# PROBLEM DETAILS
Reproduce every entry exactly as given.

··· DATA SHOWN

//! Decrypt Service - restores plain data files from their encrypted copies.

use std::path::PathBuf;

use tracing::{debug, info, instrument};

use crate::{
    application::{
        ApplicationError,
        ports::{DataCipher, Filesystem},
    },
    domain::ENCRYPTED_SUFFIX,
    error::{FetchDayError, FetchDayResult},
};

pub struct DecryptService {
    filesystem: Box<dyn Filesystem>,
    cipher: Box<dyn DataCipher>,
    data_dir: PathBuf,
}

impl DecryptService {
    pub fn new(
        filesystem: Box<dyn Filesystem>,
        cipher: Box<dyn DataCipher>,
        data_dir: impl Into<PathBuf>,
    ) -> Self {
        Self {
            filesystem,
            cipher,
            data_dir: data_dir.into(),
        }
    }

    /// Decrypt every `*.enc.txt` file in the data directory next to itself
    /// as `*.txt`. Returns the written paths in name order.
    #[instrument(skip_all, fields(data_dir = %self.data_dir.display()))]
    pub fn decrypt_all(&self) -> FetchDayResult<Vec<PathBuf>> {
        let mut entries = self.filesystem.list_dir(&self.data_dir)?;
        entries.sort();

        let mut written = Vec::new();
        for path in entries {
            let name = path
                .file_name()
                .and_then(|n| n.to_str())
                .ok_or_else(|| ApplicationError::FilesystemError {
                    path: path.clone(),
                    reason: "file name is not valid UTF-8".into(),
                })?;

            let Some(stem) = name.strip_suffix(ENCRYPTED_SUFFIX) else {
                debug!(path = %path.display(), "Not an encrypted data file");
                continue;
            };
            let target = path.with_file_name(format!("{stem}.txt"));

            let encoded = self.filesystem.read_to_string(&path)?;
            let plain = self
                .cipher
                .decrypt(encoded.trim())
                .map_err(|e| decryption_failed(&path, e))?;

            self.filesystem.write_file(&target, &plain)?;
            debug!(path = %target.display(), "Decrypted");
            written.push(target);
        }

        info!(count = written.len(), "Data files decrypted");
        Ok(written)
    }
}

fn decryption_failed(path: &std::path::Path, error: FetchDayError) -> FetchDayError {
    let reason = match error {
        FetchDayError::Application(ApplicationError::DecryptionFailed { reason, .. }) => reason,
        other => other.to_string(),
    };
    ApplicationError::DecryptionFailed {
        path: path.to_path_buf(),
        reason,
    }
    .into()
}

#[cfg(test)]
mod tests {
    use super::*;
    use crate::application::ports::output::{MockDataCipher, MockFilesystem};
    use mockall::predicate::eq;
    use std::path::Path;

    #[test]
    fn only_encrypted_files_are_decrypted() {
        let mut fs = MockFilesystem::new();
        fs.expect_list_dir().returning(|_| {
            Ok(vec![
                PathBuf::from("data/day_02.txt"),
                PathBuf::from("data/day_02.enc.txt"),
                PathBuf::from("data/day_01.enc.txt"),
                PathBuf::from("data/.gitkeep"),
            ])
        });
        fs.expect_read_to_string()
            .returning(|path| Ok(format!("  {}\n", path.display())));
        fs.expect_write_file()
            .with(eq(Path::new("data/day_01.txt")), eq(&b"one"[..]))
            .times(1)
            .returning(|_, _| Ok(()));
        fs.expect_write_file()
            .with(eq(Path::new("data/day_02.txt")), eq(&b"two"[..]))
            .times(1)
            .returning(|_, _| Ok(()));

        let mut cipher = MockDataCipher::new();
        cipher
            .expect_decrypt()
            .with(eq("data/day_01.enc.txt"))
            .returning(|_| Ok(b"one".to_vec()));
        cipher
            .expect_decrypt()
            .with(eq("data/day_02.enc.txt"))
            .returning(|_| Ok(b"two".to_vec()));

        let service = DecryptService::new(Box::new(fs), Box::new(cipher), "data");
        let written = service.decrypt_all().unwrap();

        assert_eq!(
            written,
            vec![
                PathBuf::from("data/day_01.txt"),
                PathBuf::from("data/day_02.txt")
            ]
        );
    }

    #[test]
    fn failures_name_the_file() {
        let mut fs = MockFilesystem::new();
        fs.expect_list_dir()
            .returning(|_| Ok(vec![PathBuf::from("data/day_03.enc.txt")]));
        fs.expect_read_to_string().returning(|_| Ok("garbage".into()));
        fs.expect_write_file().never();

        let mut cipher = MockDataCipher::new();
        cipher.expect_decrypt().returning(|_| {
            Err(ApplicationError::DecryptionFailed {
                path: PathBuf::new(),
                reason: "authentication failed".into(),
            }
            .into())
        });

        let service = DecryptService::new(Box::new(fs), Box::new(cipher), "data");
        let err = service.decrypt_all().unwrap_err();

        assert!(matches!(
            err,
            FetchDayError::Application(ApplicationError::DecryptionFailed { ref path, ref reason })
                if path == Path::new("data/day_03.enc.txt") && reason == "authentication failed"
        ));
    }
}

······

# ANSWER TO THIS TASK
//! Decrypt Service - restores plain data files from their encrypted copies.

use std::path::PathBuf;

use tracing::{debug, info, instrument};

use crate::{
    application::{
        ApplicationError,
        ports::{DataCipher, Filesystem},
    },
    domain::ENCRYPTED_SUFFIX,
    error::{FetchDayError, FetchDayResult},
};

pub struct DecryptService {
    filesystem: Box<dyn Filesystem>,
    cipher: Box<dyn DataCipher>,
    data_dir: PathBuf,
}

impl DecryptService {
    pub fn new(
        filesystem: Box<dyn Filesystem>,
        cipher: Box<dyn DataCipher>,
        data_dir: impl Into<PathBuf>,
    ) -> Self {
        Self {
            filesystem,
            cipher,
            data_dir: data_dir.into(),
        }
    }

    /// Decrypt every `*.enc.txt` file in the data directory next to itself
    /// as `*.txt`. Returns the written paths in name order.
    #[instrument(skip_all, fields(data_dir = %self.data_dir.display()))]
    pub fn decrypt_all(&self) -> FetchDayResult<Vec<PathBuf>> {
        let mut entries = self.filesystem.list_dir(&self.data_dir)?;
        entries.sort();

        let mut written = Vec::new();
        for path in entries {
            let name = path
                .file_name()
                .and_then(|n| n.to_str())
                .ok_or_else(|| ApplicationError::FilesystemError {
                    path: path.clone(),
                    reason: "file name is not valid UTF-8".into(),
                })?;

            let Some(stem) = name.strip_suffix(ENCRYPTED_SUFFIX) else {
                debug!(path = %path.display(), "Not an encrypted data file");
                continue;
            };
            let target = path.with_file_name(format!("{stem}.txt"));

            let encoded = self.filesystem.read_to_string(&path)?;
            let plain = self
                .cipher
                .decrypt(encoded.trim())
                .map_err(|e| decryption_failed(&path, e))?;

            self.filesystem.write_file(&target, &plain)?;
            debug!(path = %target.display(), "Decrypted");
            written.push(target);
        }

        info!(count = written.len(), "Data files decrypted");
        Ok(written)
    }
}

fn decryption_failed(path: &std::path::Path, error: FetchDayError) -> FetchDayError {
    let reason = match error {
        FetchDayError::Application(ApplicationError::DecryptionFailed { reason, .. }) => reason,
        other => other.to_string(),
    };
    ApplicationError::DecryptionFailed {
        path: path.to_path_buf(),
        reason,
    }
    .into()
}

#[cfg(test)]
mod tests {
    use super::*;
    use crate::application::ports::output::{MockDataCipher, MockFilesystem};
    use mockall::predicate::eq;
    use std::path::Path;

    #[test]
    fn only_encrypted_files_are_decrypted() {
        let mut fs = MockFilesystem::new();
        fs.expect_list_dir().returning(|_| {
            Ok(vec![
                PathBuf::from("data/day_02.txt"),
                PathBuf::from("data/day_02.enc.txt"),
                PathBuf::from("data/day_01.enc.txt"),
                PathBuf::from("data/.gitkeep"),
            ])
        });
        fs.expect_read_to_string()
            .returning(|path| Ok(format!("  {}\n", path.display())));
        fs.expect_write_file()
            .with(eq(Path::new("data/day_01.txt")), eq(&b"one"[..]))
            .times(1)
            .returning(|_, _| Ok(()));
        fs.expect_write_file()
            .with(eq(Path::new("data/day_02.txt")), eq(&b"two"[..]))
            .times(1)
            .returning(|_, _| Ok(()));

        let mut cipher = MockDataCipher::new();
        cipher
            .expect_decrypt()
            .with(eq("data/day_01.enc.txt"))
            .returning(|_| Ok(b"one".to_vec()));
        cipher
            .expect_decrypt()
            .with(eq("data/day_02.enc.txt"))
            .returning(|_| Ok(b"two".to_vec()));

        let service = DecryptService::new(Box::new(fs), Box::new(cipher), "data");
        let written = service.decrypt_all().unwrap();

        assert_eq!(
            written,
            vec![
                PathBuf::from("data/day_01.txt"),
                PathBuf::from("data/day_02.txt")
            ]
        );
    }

    #[test]
    fn failures_name_the_file() {
        let mut fs = MockFilesystem::new();
        fs.expect_list_dir()
            .returning(|_| Ok(vec![PathBuf::from("data/day_03.enc.txt")]));
        fs.expect_read_to_string().returning(|_| Ok("garbage".into()));
        fs.expect_write_file().never();

        let mut cipher = MockDataCipher::new();
        cipher.expect_decrypt().returning(|_| {
            Err(ApplicationError::DecryptionFailed {
                path: PathBuf::new(),
                reason: "authentication failed".into(),
            }
            .into())
        });

        let service = DecryptService::new(Box::new(fs), Box::new(cipher), "data");
        let err = service.decrypt_all().unwrap_err();

        assert!(matches!(
            err,
            FetchDayError::Application(ApplicationError::DecryptionFailed { ref path, ref reason })
                if path == Path::new("data/day_03.enc.txt") && reason == "authentication failed"
        ));
    }
}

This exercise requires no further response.